Attenuation of nicotine's discriminative stimulus effects in rats and its locomotor activity effects in mice by serotonergic 5-HT2A/2C receptor agonists

Rationale: Reports have indicated that administration of nicotine inhibits, while withdrawal of chronically administered nicotine augments effects of serotonergic 5HT(2A/2C) agonists. Objective: It was our objective to determine whether 5HT(2A/2C) agonists can modulate the discriminative stimulus effects of nicotine in rats or its locomotor activity effects in mice.

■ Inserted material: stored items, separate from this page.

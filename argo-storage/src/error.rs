//! Error types for the storage layer.

use argo_types::RevisionId;
use thiserror::Error;

/// Result type for storage operations.
pub type StorageResult<T> = Result<T, StorageError>;

/// Errors that can occur in storage operations.
#[derive(Debug, Error)]
pub enum StorageError {
    /// Serialization/deserialization error.
    #[error("serialization error: {0}")]
    Serialization(#[from] serde_json::Error),

    /// IO error (file system).
    #[error("IO error: {0}")]
    Io(#[from] std::io::Error),

    /// No schema registered for a bundle.
    #[error("no schema for {entity_type}.{bundle}")]
    SchemaNotFound { entity_type: String, bundle: String },

    /// The entity changed in storage after it was loaded.
    #[error("stale write to {entity_type} {id}: loaded revision {loaded:?}, latest is {latest:?}")]
    StaleRevision {
        entity_type: String,
        id: u64,
        loaded: Option<RevisionId>,
        latest: Option<RevisionId>,
    },

    /// Invalid data.
    #[error("invalid data: {0}")]
    InvalidData(String),
}
use serde::{Deserialize, Serialize};

/// Describes one bundle of an entity type: its fields in declaration order
/// and how it is revisioned and moderated.
#[derive(Debug, Clone, PartialEq, Serialize, Deserialize)]
#[serde(rename_all = "camelCase")]
pub struct EntitySchema {
    pub entity_type: String,
    pub bundle: String,
    pub fields: Vec<FieldDefinition>,
    /// Saving may create a new revision.
    #[serde(default)]
    pub revisionable: bool,
    /// The entity type records revision log, author and creation time.
    #[serde(default)]
    pub revision_metadata: bool,
    #[serde(default, skip_serializing_if = "Option::is_none")]
    pub workflow: Option<Workflow>,
}

impl EntitySchema {
    pub fn new(entity_type: &str, bundle: &str, fields: Vec<FieldDefinition>) -> Self {
        Self {
            entity_type: entity_type.into(),
            bundle: bundle.into(),
            fields,
            revisionable: false,
            revision_metadata: false,
            workflow: None,
        }
    }

    /// Marks the bundle revisionable, with or without revision metadata.
    #[must_use]
    pub fn revisionable(mut self, with_metadata: bool) -> Self {
        self.revisionable = true;
        self.revision_metadata = with_metadata;
        self
    }

    #[must_use]
    pub fn with_workflow(mut self, workflow: Workflow) -> Self {
        self.workflow = Some(workflow);
        self
    }

    pub fn field(&self, name: &str) -> Option<&FieldDefinition> {
        self.fields.iter().find(|f| f.name == name)
    }

    /// Translatable fields in declaration order.
    pub fn translatable_fields(&self, include_computed: bool) -> impl Iterator<Item = &FieldDefinition> {
        self.fields
            .iter()
            .filter(move |f| f.translatable && (include_computed || !f.computed))
    }

    /// Fields that hold references to other entities, in declaration order.
    pub fn reference_fields(&self) -> impl Iterator<Item = &FieldDefinition> {
        self.fields.iter().filter(|f| f.target_type.is_some())
    }
}

/// A named field on a bundle. Fields are ordered, repeatable containers of
/// items; every item carries the same set of properties.
#[derive(Debug, Clone, PartialEq, Serialize, Deserialize)]
#[serde(rename_all = "camelCase")]
pub struct FieldDefinition {
    pub name: String,
    pub label: String,
    #[serde(default)]
    pub description: String,
    /// Field type name (e.g. `string`, `link`, `entity_reference_revisions`).
    pub field_type: String,
    #[serde(default)]
    pub translatable: bool,
    #[serde(default)]
    pub computed: bool,
    /// Excluded from translation export by site configuration.
    #[serde(default)]
    pub excluded: bool,
    /// Entity type referenced by this field, for reference fields.
    #[serde(default, skip_serializing_if = "Option::is_none")]
    pub target_type: Option<String>,
    pub properties: Vec<PropertyDefinition>,
}

impl FieldDefinition {
    fn simple(name: &str, label: &str, field_type: &str, properties: Vec<PropertyDefinition>) -> Self {
        Self {
            name: name.into(),
            label: label.into(),
            description: String::new(),
            field_type: field_type.into(),
            translatable: true,
            computed: false,
            excluded: false,
            target_type: None,
            properties,
        }
    }

    /// Single-line string field.
    pub fn string(name: &str, label: &str) -> Self {
        Self::simple(name, label, "string", vec![PropertyDefinition::new("value", "Text value", DataType::String)])
    }

    /// Formatted text field (value + text format).
    pub fn text(name: &str, label: &str) -> Self {
        Self::simple(
            name,
            label,
            "text_long",
            vec![
                PropertyDefinition::new("value", "Text", DataType::String),
                PropertyDefinition::new("format", "Text format", DataType::FilterFormat),
                PropertyDefinition::new("processed", "Processed text", DataType::String).computed(),
            ],
        )
    }

    /// Link field: URI, link text and an untyped options map.
    pub fn link(name: &str, label: &str) -> Self {
        Self::simple(
            name,
            label,
            "link",
            vec![
                PropertyDefinition::new("uri", "URI", DataType::Uri),
                PropertyDefinition::new("title", "Link text", DataType::String),
                PropertyDefinition::new("options", "Options", DataType::Map),
            ],
        )
    }

    /// Serialized metatag field.
    pub fn metatag(name: &str, label: &str) -> Self {
        Self::simple(name, label, "metatag", vec![PropertyDefinition::new("value", "Metatag", DataType::Metatag)])
    }

    /// The language marker field.
    pub fn language(name: &str, label: &str) -> Self {
        Self::simple(name, label, "language", vec![PropertyDefinition::new("value", "Language code", DataType::Language)])
    }

    pub fn boolean(name: &str, label: &str) -> Self {
        Self::simple(name, label, "boolean", vec![PropertyDefinition::new("value", "Boolean value", DataType::Boolean)])
    }

    pub fn integer(name: &str, label: &str) -> Self {
        Self::simple(name, label, "integer", vec![PropertyDefinition::new("value", "Integer value", DataType::Integer)])
    }

    /// Plain entity reference (targets an entity's default revision).
    pub fn entity_reference(name: &str, label: &str, target_type: &str) -> Self {
        let mut field = Self::simple(
            name,
            label,
            "entity_reference",
            vec![
                PropertyDefinition::new("target_id", "Entity ID", DataType::Integer),
                PropertyDefinition::new("entity", "Entity", DataType::EntityReference).computed(),
            ],
        );
        field.target_type = Some(target_type.into());
        field
    }

    /// Revision-pinned entity reference, used for composite children.
    pub fn entity_reference_revisions(name: &str, label: &str, target_type: &str) -> Self {
        let mut field = Self::simple(
            name,
            label,
            "entity_reference_revisions",
            vec![
                PropertyDefinition::new("target_id", "Entity ID", DataType::Integer),
                PropertyDefinition::new("target_revision_id", "Revision ID", DataType::Integer),
                PropertyDefinition::new("entity", "Entity", DataType::EntityReference).computed(),
            ],
        );
        field.target_type = Some(target_type.into());
        field
    }

    /// A field with an arbitrary type name and property set.
    pub fn custom(name: &str, label: &str, field_type: &str, properties: Vec<PropertyDefinition>) -> Self {
        Self::simple(name, label, field_type, properties)
    }

    #[must_use]
    pub fn translatable(mut self, translatable: bool) -> Self {
        self.translatable = translatable;
        self
    }

    #[must_use]
    pub fn excluded(mut self) -> Self {
        self.excluded = true;
        self
    }

    #[must_use]
    pub fn with_description(mut self, description: &str) -> Self {
        self.description = description.into();
        self
    }

    pub fn property(&self, name: &str) -> Option<&PropertyDefinition> {
        self.properties.iter().find(|p| p.name == name)
    }

    pub fn is_reference(&self) -> bool {
        self.target_type.is_some()
    }
}

/// A property of a field item, or of a map property with a declared
/// sub-schema.
#[derive(Debug, Clone, PartialEq, Serialize, Deserialize)]
#[serde(rename_all = "camelCase")]
pub struct PropertyDefinition {
    pub name: String,
    pub label: String,
    pub data_type: DataType,
    #[serde(default)]
    pub computed: bool,
    /// Declared sub-properties; only meaningful for `map` properties.
    #[serde(default, skip_serializing_if = "Vec::is_empty")]
    pub properties: Vec<PropertyDefinition>,
}

impl PropertyDefinition {
    pub fn new(name: &str, label: &str, data_type: DataType) -> Self {
        Self {
            name: name.into(),
            label: label.into(),
            data_type,
            computed: false,
            properties: Vec::new(),
        }
    }

    /// A map property with a declared sub-schema.
    pub fn map_with(name: &str, label: &str, properties: Vec<PropertyDefinition>) -> Self {
        Self {
            properties,
            ..Self::new(name, label, DataType::Map)
        }
    }

    #[must_use]
    pub fn computed(mut self) -> Self {
        self.computed = true;
        self
    }

    pub fn property(&self, name: &str) -> Option<&PropertyDefinition> {
        self.properties.iter().find(|p| p.name == name)
    }
}

/// Declared data type of a property.
///
/// Serialized as the host system's type name (`"string"`, `"uri"`, ...).
/// Names this crate does not know are kept verbatim in [`DataType::Other`].
#[derive(Debug, Clone, PartialEq, Eq, Hash, Serialize, Deserialize)]
#[serde(from = "String", into = "String")]
pub enum DataType {
    Integer,
    Boolean,
    Timestamp,
    FilterFormat,
    DatetimeIso8601,
    Email,
    Language,
    String,
    Uri,
    Metatag,
    Map,
    EntityReference,
    Other(String),
}

impl DataType {
    pub fn as_str(&self) -> &str {
        match self {
            Self::Integer => "integer",
            Self::Boolean => "boolean",
            Self::Timestamp => "timestamp",
            Self::FilterFormat => "filter_format",
            Self::DatetimeIso8601 => "datetime_iso8601",
            Self::Email => "email",
            Self::Language => "language",
            Self::String => "string",
            Self::Uri => "uri",
            Self::Metatag => "metatag",
            Self::Map => "map",
            Self::EntityReference => "entity_reference",
            Self::Other(name) => name,
        }
    }

    /// How the exporter treats values of this type.
    pub fn kind(&self) -> PropertyKind {
        match self {
            Self::Integer
            | Self::Boolean
            | Self::Timestamp
            | Self::FilterFormat
            | Self::DatetimeIso8601
            | Self::Email => PropertyKind::Ignored,
            Self::String => PropertyKind::Text,
            Self::Uri => PropertyKind::Uri,
            Self::Metatag => PropertyKind::Metatag,
            Self::Map => PropertyKind::Map,
            Self::Language | Self::EntityReference | Self::Other(_) => PropertyKind::Unknown,
        }
    }
}

impl From<String> for DataType {
    fn from(value: String) -> Self {
        match value.as_str() {
            "integer" => Self::Integer,
            "boolean" => Self::Boolean,
            "timestamp" => Self::Timestamp,
            "filter_format" => Self::FilterFormat,
            "datetime_iso8601" => Self::DatetimeIso8601,
            "email" => Self::Email,
            "language" => Self::Language,
            "string" => Self::String,
            "uri" => Self::Uri,
            "metatag" => Self::Metatag,
            "map" => Self::Map,
            "entity_reference" => Self::EntityReference,
            _ => Self::Other(value),
        }
    }
}

impl From<&str> for DataType {
    fn from(value: &str) -> Self {
        Self::from(value.to_string())
    }
}

impl From<DataType> for String {
    fn from(value: DataType) -> Self {
        value.as_str().to_string()
    }
}

impl std::fmt::Display for DataType {
    fn fmt(&self, f: &mut std::fmt::Formatter<'_>) -> std::fmt::Result {
        f.write_str(self.as_str())
    }
}

/// Export handling bucket for a [`DataType`].
#[derive(Debug, Clone, Copy, PartialEq, Eq)]
pub enum PropertyKind {
    /// Not human-translatable text (numbers, flags, timestamps, ...).
    Ignored,
    /// Plain string.
    Text,
    /// URI, exported in display form.
    Uri,
    /// Serialized tag map, exported one tag at a time.
    Metatag,
    /// Dictionary, with or without a declared sub-schema.
    Map,
    /// Anything else; exported raw with a warning.
    Unknown,
}

/// A moderation workflow attached to a bundle.
#[derive(Debug, Clone, PartialEq, Eq, Serialize, Deserialize)]
#[serde(rename_all = "camelCase")]
pub struct Workflow {
    pub id: String,
    pub initial_state: String,
    /// States whose entities are published.
    #[serde(default)]
    pub published_states: Vec<String>,
}

impl Workflow {
    pub fn editorial() -> Self {
        Self {
            id: "editorial".into(),
            initial_state: "draft".into(),
            published_states: vec!["published".into()],
        }
    }
}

Methods: Adult male Sprague-Dawley rats were trained to discriminate 0.3 mg/kg nicotine base from saline in a two-lever, fixed-ratio (FR10), food-reinforced, operant-conditioning task during daily (Monday-Friday) 15-min experimental sessions. After characterizing a dose-response curve for nicotine, we tested the ability of the 5HT(2A/2C) agonists (+/-)-1-(2,5-dimethoxy-4-iodophenyl)-2-aminopropane HCL (DOI; 0.18-1.0 mg/kg) and 1-(4-bromo-2, 5-dimethoxyphenyl)-2-aminopropane (DOB; 0.1-1.0 mg/kg), the 5HT(2C) agonist 6-chloro-2-(1-piperazinyl)pyrazine hydrochloride (MK 212; 0.1 mg/kg 1.0 mg/kg), and the 5HT(1A) agonist (+/-)-8-hydroxy-2-(di-n-propylamino)tetralin hydrobromide (8-OH-DPAT; 0.01 mg/kg 1.0 mg/kg) to modulate nicotine's discriminative stimulus effects. After finding that DOI was able to attenuate the percentage nicotine lever responding (%NLR), we tested for it to also reverse nicotine's effects on locomotor activity in mice. Results: The 5HT(2A/2C) agonists-in particular DOI-dose dependently attenuated %NLR. The effects of DOI were reversed by the 5HT(2A/2C) antagonist ketanserin. MK 212 and 8-OH-DPAT had irregular effects among rats and only reduced %NLR to below 50% levels at doses markedly suppressing responding. DOI also dose dependently blocked nicotine's acute rate-lowering locomotor activity effects. Conclusions: These results indicate that activation of serotonin 5HT(2A/2C) receptors can blunt the discriminative stimulus and locomotor activity effects of nicotine and presents the possibility that activation of these receptors might also be able to attenuate other effects of nicotine.